The latest rumors, coming from the ASCII website, indicate that the next professional graphics card AMD Radeon Vega 20 could be a real monster for computational calculation. According to this website, these next cards could be, internally, much smaller than the current Radeon RX Vega, but could potentially rival the current NVIDIA Tesla V100.

As expected, there is a lot of secrecy when it comes to obtaining specific data about the upcoming AMD Radeon Vega 20 graphics. But that has not stopped the ASCII page from daring to calculate the size and possible power of this new model, from some of the photos that there are of the graphical core, and from what we know about the graphic core of the current AMD Radeon RX Vega graphics.

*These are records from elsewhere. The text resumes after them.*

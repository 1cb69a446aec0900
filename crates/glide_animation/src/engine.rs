//! Playback engine
//!
//! Drives a [`PropertySet`] with a [`Playhead`] on a fixed-period tokio
//! interval. One run is active at a time; starting another invalidates the
//! first before the new tick loop is spawned, and `play` returns only once
//! the old loop has gone quiet.
//!
//! Each tick evaluates and applies every property while holding the property
//! lock, so sink calls for one tick are ordered and never interleave with
//! another tick. Cancellation aborts the task, bumps the run generation and
//! then waits for any in-flight tick to release the lock. Once `play` or
//! `stop(StopMode::Immediate)` returns, sinks of the cancelled run stay
//! silent.

use std::cell::RefCell;
use std::sync::atomic::{AtomicBool, AtomicU64, AtomicUsize, Ordering};
use std::sync::{Arc, Mutex, MutexGuard};
use std::time::Duration;

use smallvec::SmallVec;
use tokio::runtime::Handle;
use tokio::task::JoinHandle;
use tokio::time::{self, MissedTickBehavior};
use tracing::{debug, info, trace};

use crate::clock::{Clock, TokioClock};
use crate::config::EngineConfig;
use crate::curve::Curve;
use crate::error::{AnimatorError, Result};
use crate::playhead::{Boundary, PlayMode, Playhead, StopMode, StopSignal};
use crate::property::{PropertyId, PropertySet};
use crate::registry::{LabelRegistry, LabelSlot};

/// Invoked at reported leg boundaries and when a run completes.
pub type RunCallback = Arc<dyn Fn() + Send + Sync>;

thread_local! {
    /// Engines whose tick body is running on this thread.
    static TICKING: RefCell<SmallVec<[usize; 4]>> = RefCell::new(SmallVec::new());
}

/// Marks the current thread as inside an engine's tick body.
struct TickScope(usize);

impl TickScope {
    fn enter(engine: usize) -> Self {
        TICKING.with(|ticking| ticking.borrow_mut().push(engine));
        Self(engine)
    }

    fn contains(engine: usize) -> bool {
        TICKING.with(|ticking| ticking.borrow().contains(&engine))
    }
}

impl Drop for TickScope {
    fn drop(&mut self) {
        TICKING.with(|ticking| {
            let mut ticking = ticking.borrow_mut();
            if let Some(pos) = ticking.iter().rposition(|&e| e == self.0) {
                ticking.remove(pos);
            }
        });
    }
}

struct ActiveRun {
    generation: u64,
    task: JoinHandle<()>,
}

struct Shared {
    duration_ms: f64,
    period: Duration,
    clock: Arc<dyn Clock>,
    runtime: Handle,
    label: Option<LabelSlot>,
    properties: Mutex<PropertySet>,
    property_count: AtomicUsize,
    stop: StopSignal,
    generation: AtomicU64,
    playing: AtomicBool,
    active: Mutex<Option<ActiveRun>>,
}

impl Shared {
    fn id(&self) -> usize {
        self as *const Self as usize
    }

    fn lock_properties(&self) -> MutexGuard<'_, PropertySet> {
        self.properties.lock().unwrap_or_else(|p| p.into_inner())
    }

    fn lock_active(&self) -> MutexGuard<'_, Option<ActiveRun>> {
        self.active.lock().unwrap_or_else(|p| p.into_inner())
    }

    fn is_current(&self, generation: u64) -> bool {
        self.generation.load(Ordering::Acquire) == generation
    }

    fn label(&self) -> Option<&str> {
        self.label.as_ref().map(LabelSlot::label)
    }

    /// Cancel the active run without invoking its callback.
    fn cancel(&self) -> bool {
        let previous = {
            let mut active = self.lock_active();
            let previous = active.take();
            if previous.is_some() {
                self.generation.fetch_add(1, Ordering::AcqRel);
                self.release();
            }
            previous
        };
        // A run that completed just before this call may still be inside
        // its callback.
        self.settle(previous)
    }

    /// Abort a superseded run and wait out any tick still applying values
    /// on another thread.
    fn settle(&self, previous: Option<ActiveRun>) -> bool {
        if let Some(run) = &previous {
            run.task.abort();
        }
        if !TickScope::contains(self.id()) {
            drop(self.lock_properties());
        }
        match previous {
            Some(run) => {
                debug!(label = self.label(), generation = run.generation, "run cancelled");
                true
            }
            None => false,
        }
    }

    /// Clear the active slot if it still belongs to `generation`.
    fn retire(&self, generation: u64) -> bool {
        let mut active = self.lock_active();
        match active.as_ref() {
            Some(run) if run.generation == generation => {
                active.take();
                self.release();
                true
            }
            _ => false,
        }
    }

    fn release(&self) {
        self.playing.store(false, Ordering::Release);
        if let Some(slot) = &self.label {
            slot.release();
        }
    }

    /// Evaluate one tick. Returns false once the run is over.
    fn step(
        &self,
        playhead: &mut Playhead,
        generation: u64,
        callback: Option<&RunCallback>,
    ) -> bool {
        let mut properties = self.lock_properties();
        if !self.is_current(generation) {
            return false;
        }
        let _scope = TickScope::enter(self.id());

        let tick = playhead.tick(self.clock.now_ms(), &self.stop);
        trace!(normalized = tick.normalized, sample = ?tick.sample, "tick");

        for property in properties.iter_mut() {
            if !self.is_current(generation) {
                return false;
            }
            property.apply(tick.sample);
        }

        match tick.boundary {
            Boundary::None => true,
            Boundary::Continue { notify } => {
                debug!(
                    label = self.label(),
                    legs = playhead.legs_completed(),
                    forward = playhead.is_forward(),
                    "leg boundary"
                );
                if notify && self.is_current(generation) {
                    if let Some(callback) = callback {
                        callback();
                    }
                }
                true
            }
            Boundary::Finished => {
                if self.retire(generation) {
                    info!(
                        label = self.label(),
                        mode = ?playhead.mode(),
                        legs = playhead.legs_completed(),
                        "run complete"
                    );
                    if let Some(callback) = callback {
                        callback();
                    }
                }
                false
            }
        }
    }
}

async fn run_loop(
    shared: Arc<Shared>,
    mut playhead: Playhead,
    generation: u64,
    callback: Option<RunCallback>,
) {
    let mut ticker = time::interval_at(time::Instant::now() + shared.period, shared.period);
    ticker.set_missed_tick_behavior(MissedTickBehavior::Delay);

    loop {
        ticker.tick().await;
        if !shared.step(&mut playhead, generation, callback.as_ref()) {
            return;
        }
    }
}

/// Plays a set of curve-shaped properties over a fixed duration.
///
/// Cloning yields another handle to the same engine. A run keeps the engine
/// alive until it completes or is stopped.
#[derive(Clone)]
pub struct PlaybackEngine {
    shared: Arc<Shared>,
}

impl PlaybackEngine {
    /// Engine on the current tokio runtime with no label.
    pub fn new(duration_secs: f64, frequency_hz: f64) -> Result<Self> {
        Self::builder(duration_secs, frequency_hz).build()
    }

    pub fn builder(duration_secs: f64, frequency_hz: f64) -> PlaybackEngineBuilder {
        PlaybackEngineBuilder::new(EngineConfig::new(duration_secs, frequency_hz))
    }

    /// Build from config. A configured label is resolved in `registry`.
    pub fn from_config(config: &EngineConfig, registry: &LabelRegistry) -> Result<Self> {
        let mut builder = PlaybackEngineBuilder::new(config.clone());
        if let Some(label) = &config.label {
            builder = builder.label(registry, label);
        }
        builder.build()
    }

    /// Register a property. Rejected while a run is active.
    pub fn add_property<C, S>(&self, curve: C, start: f32, end: f32, sink: S) -> Result<PropertyId>
    where
        C: Curve + 'static,
        S: FnMut(f32) + Send + 'static,
    {
        // A completion callback runs inside the tick body with the set locked.
        if self.is_playing() || TickScope::contains(self.shared.id()) {
            return Err(AnimatorError::AlreadyPlaying);
        }
        let mut properties = self.shared.lock_properties();
        if self.is_playing() {
            return Err(AnimatorError::AlreadyPlaying);
        }
        let id = properties.add(curve, start, end, sink);
        self.shared.property_count.fetch_add(1, Ordering::AcqRel);
        Ok(id)
    }

    pub fn is_playing(&self) -> bool {
        self.shared.playing.load(Ordering::Acquire)
    }

    /// Start a run without a callback. See [`play_with`](Self::play_with).
    pub fn play(&self, mode: PlayMode) -> Result<bool> {
        self.start(mode, None)
    }

    /// Start a run, replacing any active one.
    ///
    /// `callback` fires at looping boundaries and once when the run
    /// completes; it never fires for a cancelled run. Returns `Ok(false)` if
    /// another engine holds this engine's label.
    pub fn play_with<F>(&self, mode: PlayMode, callback: F) -> Result<bool>
    where
        F: Fn() + Send + Sync + 'static,
    {
        self.start(mode, Some(Arc::new(callback)))
    }

    fn start(&self, mode: PlayMode, callback: Option<RunCallback>) -> Result<bool> {
        let shared = &self.shared;
        if shared.property_count.load(Ordering::Acquire) == 0 {
            return Err(AnimatorError::EmptyAnimator);
        }

        // The label is held exactly while `active` is occupied, and both
        // change under the `active` lock. A run being replaced hands its
        // label straight to the new one.
        let previous = {
            let mut active = shared.lock_active();
            let previous = active.take();

            if previous.is_none() {
                if let Some(slot) = &shared.label {
                    if !slot.try_acquire() {
                        debug!(label = slot.label(), "label held by another engine");
                        return Ok(false);
                    }
                }
            }

            shared.stop.clear();
            let generation = shared.generation.fetch_add(1, Ordering::AcqRel) + 1;
            let playhead = Playhead::new(mode, shared.duration_ms, shared.clock.now_ms());
            shared.playing.store(true, Ordering::Release);

            let task = shared.runtime.spawn(run_loop(
                Arc::clone(shared),
                playhead,
                generation,
                callback,
            ));
            *active = Some(ActiveRun { generation, task });

            debug!(label = shared.label(), ?mode, generation, "run started");
            previous
        };

        if shared.settle(previous) {
            debug!(label = shared.label(), "replaced active run");
        }
        Ok(true)
    }

    /// Request the active run to stop.
    ///
    /// `Immediate` cancels the tick loop before returning and skips the
    /// callback. The other modes are honoured at the next tick.
    pub fn stop(&self, mode: StopMode) {
        match mode {
            StopMode::Immediate => {
                if !self.shared.cancel() {
                    trace!("immediate stop with no active run");
                }
            }
            StopMode::FinishCycle | StopMode::FinishCycleReverse => {
                if !self.is_playing() {
                    trace!(?mode, "stop ignored, not playing");
                    return;
                }
                self.shared.stop.request(mode);
                debug!(label = self.shared.label(), ?mode, "stop requested");
            }
        }
    }

    /// Stop request not yet consumed by the tick loop.
    pub fn pending_stop(&self) -> Option<StopMode> {
        self.shared.stop.pending()
    }

    pub fn duration(&self) -> Duration {
        Duration::from_secs_f64(self.shared.duration_ms / 1000.0)
    }

    pub fn tick_period(&self) -> Duration {
        self.shared.period
    }

    pub fn label(&self) -> Option<&str> {
        self.shared.label()
    }

    pub fn property_count(&self) -> usize {
        self.shared.property_count.load(Ordering::Acquire)
    }
}

impl std::fmt::Debug for PlaybackEngine {
    fn fmt(&self, f: &mut std::fmt::Formatter<'_>) -> std::fmt::Result {
        f.debug_struct("PlaybackEngine")
            .field("duration_ms", &self.shared.duration_ms)
            .field("period", &self.shared.period)
            .field("label", &self.label())
            .field("properties", &self.property_count())
            .field("playing", &self.is_playing())
            .finish()
    }
}

/// Builder for [`PlaybackEngine`]
pub struct PlaybackEngineBuilder {
    config: EngineConfig,
    registry: Option<LabelRegistry>,
    clock: Option<Arc<dyn Clock>>,
    runtime: Option<Handle>,
}

impl PlaybackEngineBuilder {
    pub fn new(config: EngineConfig) -> Self {
        Self {
            config,
            registry: None,
            clock: None,
            runtime: None,
        }
    }

    /// Share exclusion with every engine using `label` in `registry`.
    pub fn label(mut self, registry: &LabelRegistry, label: impl Into<String>) -> Self {
        self.config.label = Some(label.into());
        self.registry = Some(registry.clone());
        self
    }

    pub fn clock<C: Clock + 'static>(mut self, clock: C) -> Self {
        self.clock = Some(Arc::new(clock));
        self
    }

    /// Runtime that hosts the tick loop. Defaults to the current one.
    pub fn runtime(mut self, runtime: Handle) -> Self {
        self.runtime = Some(runtime);
        self
    }

    pub fn build(self) -> Result<PlaybackEngine> {
        self.config.validate()?;
        let runtime = match self.runtime {
            Some(runtime) => runtime,
            None => Handle::try_current().map_err(|_| AnimatorError::NoRuntime)?,
        };
        let registry = self.registry.unwrap_or_default();
        let label = self.config.label.as_deref().map(|l| registry.slot(l));
        let clock = self
            .clock
            .unwrap_or_else(|| Arc::new(TokioClock::new()) as Arc<dyn Clock>);

        Ok(PlaybackEngine {
            shared: Arc::new(Shared {
                duration_ms: self.config.duration_ms(),
                period: self.config.tick_period(),
                clock,
                runtime,
                label,
                properties: Mutex::new(PropertySet::new()),
                property_count: AtomicUsize::new(0),
                stop: StopSignal::new(),
                generation: AtomicU64::new(0),
                playing: AtomicBool::new(false),
                active: Mutex::new(None),
            }),
        })
    }
}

From the photos, this website has been able to calculate that the new graphs would have a die of 360 mm2, in contrast to the 510 mm2 used by the current Radeon RX Vega. That is, a size has been reduced by 30% of the current day. But we can not forget that the 7 nm node of Global Foundries allows inserting up to 2.8 times more transistors per cell. To give you an idea, if we applied it to the current die size of the AMD Radeon RX Vega it would mean that the die would have a size of 720 mm2.

Continuing the comparisons between the core of the next AMD graphics and the current AMD Radeon RX Vega, the ASCII guys have assumed that the computing capacity of the new AMD cards would be 20.9 TFLOPS. As a comparison, the current NVIDIA Tesla V100 "alone" are capable of generating 15,7 TFLOPS. If confirmed, the new AMD Radeon graphics would be the first to break the 20 TFLOPS barrier.

These data, plus the amount of HBM2 memory, which would have increased to 32 GB, make more sense to the rumor that these new graphs would be equipped with the PCIe 4.0 data bus, since the amount of data they would handle would probably be much better than the current AMD Radeon RX Vega.

Of course, what is expected is that the price of these graphics cards is going to be astronomical, mainly due to the difficulties involved in manufacturing at the 7 nm node (which is not expected to reach production maturity until well into 2.019 ). So, we would not expect a specific version to play out of these graphics.